What is mot bothersome is that they don’t even give us the benefit of the doubt. The U.K. system must be better, because England is England (once t-again what?)

Meanwhile, professors and the writing department give out guidelines for paper writing saying things like ” you need a clearly defined thesis when you write a paper” (one last time, what?)

Maybe I’m wrong/hypersensitive
But I am disgusted by the hubris, the underlying assumption that Americans somehow don’t have it together.

Yes, it’s true that the k-12 education systems don’t have it together (everywhere— mind you neither does Britain)

Our college and university systems continue to churn out some seriously brilliant minds. You can find Americans as leaders in most any field. Meanwhile, I can’t help but feel like rolling my eyes at the pointless discussions we have in class, It just seems that the students here aren’t saying anything new, nor does it occur to them to do so.

Last time I checked, discussions were about bringing up your own ideas/impressions, not regurgitating what the professor said or going so ridiculously off topic or bringing up some point that is basically what the professor said only wee bit more nuanced. Boo all that!

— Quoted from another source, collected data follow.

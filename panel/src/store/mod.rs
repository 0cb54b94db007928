//! Persistence interfaces used by the deployment orchestrator

pub mod memory;

use async_trait::async_trait;
use chrono::{DateTime, Utc};

use crate::errors::PanelError;
use crate::models::activity::{ActivityLog, Notification};
use crate::models::deployment::{Deployment, DeploymentUpdate};
use crate::models::project::Project;
use crate::models::user::User;

#[async_trait]
pub trait DeploymentStore: Send + Sync {
    /// Insert `deployment` unless its project already has a non-terminal one.
    ///
    /// The existence check and the insert happen atomically, so two callers
    /// racing for the same project cannot both succeed. Fails with
    /// `PanelError::Conflict` when a deploy is already in progress.
    async fn claim(&self, deployment: Deployment) -> Result<Deployment, PanelError>;

    async fn get_deployment(&self, id: &str) -> Result<Option<Deployment>, PanelError>;

    /// Apply `update`. Records that already have `completed_at` are immutable.
    async fn update_deployment(
        &self,
        id: &str,
        update: DeploymentUpdate,
    ) -> Result<Deployment, PanelError>;

    /// Newest-first page plus the project's total deployment count
    async fn list_deployments(
        &self,
        project_id: &str,
        limit: usize,
        offset: usize,
    ) -> Result<(Vec<Deployment>, usize), PanelError>;

    async fn latest_deployment(&self, project_id: &str) -> Result<Option<Deployment>, PanelError>;

    /// Every non-terminal deployment across all projects
    async fn list_active(&self) -> Result<Vec<Deployment>, PanelError>;
}

#[async_trait]
pub trait ProjectStore: Send + Sync {
    async fn get_project(&self, id: &str) -> Result<Option<Project>, PanelError>;

    async fn set_last_deploy_at(&self, id: &str, at: DateTime<Utc>) -> Result<(), PanelError>;
}

#[async_trait]
pub trait UserStore: Send + Sync {
    async fn get_user(&self, id: &str) -> Result<Option<User>, PanelError>;
}

#[async_trait]
pub trait ActivityStore: Send + Sync {
    async fn record_activity(&self, entry: ActivityLog) -> Result<(), PanelError>;

    async fn create_notification(&self, notification: Notification) -> Result<(), PanelError>;
}

/// Everything the orchestrator needs from persistence
pub trait Store: DeploymentStore + ProjectStore + UserStore + ActivityStore {}

impl<T> Store for T where T: DeploymentStore + ProjectStore + UserStore + ActivityStore {}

I’m not saying this is the case at all schools in the U.S. but I think that students are encouraged to think out of the box in the U.S. moreso than they are here. I know that I and most of friends at a variety of colleges know that papers must have thesis, don’t flinch at 8-10 pg papers, can develop and argue an ORIGINAL point etc.

I’m not saying that students here are not able to do this, I’m saying that I have yet to see it.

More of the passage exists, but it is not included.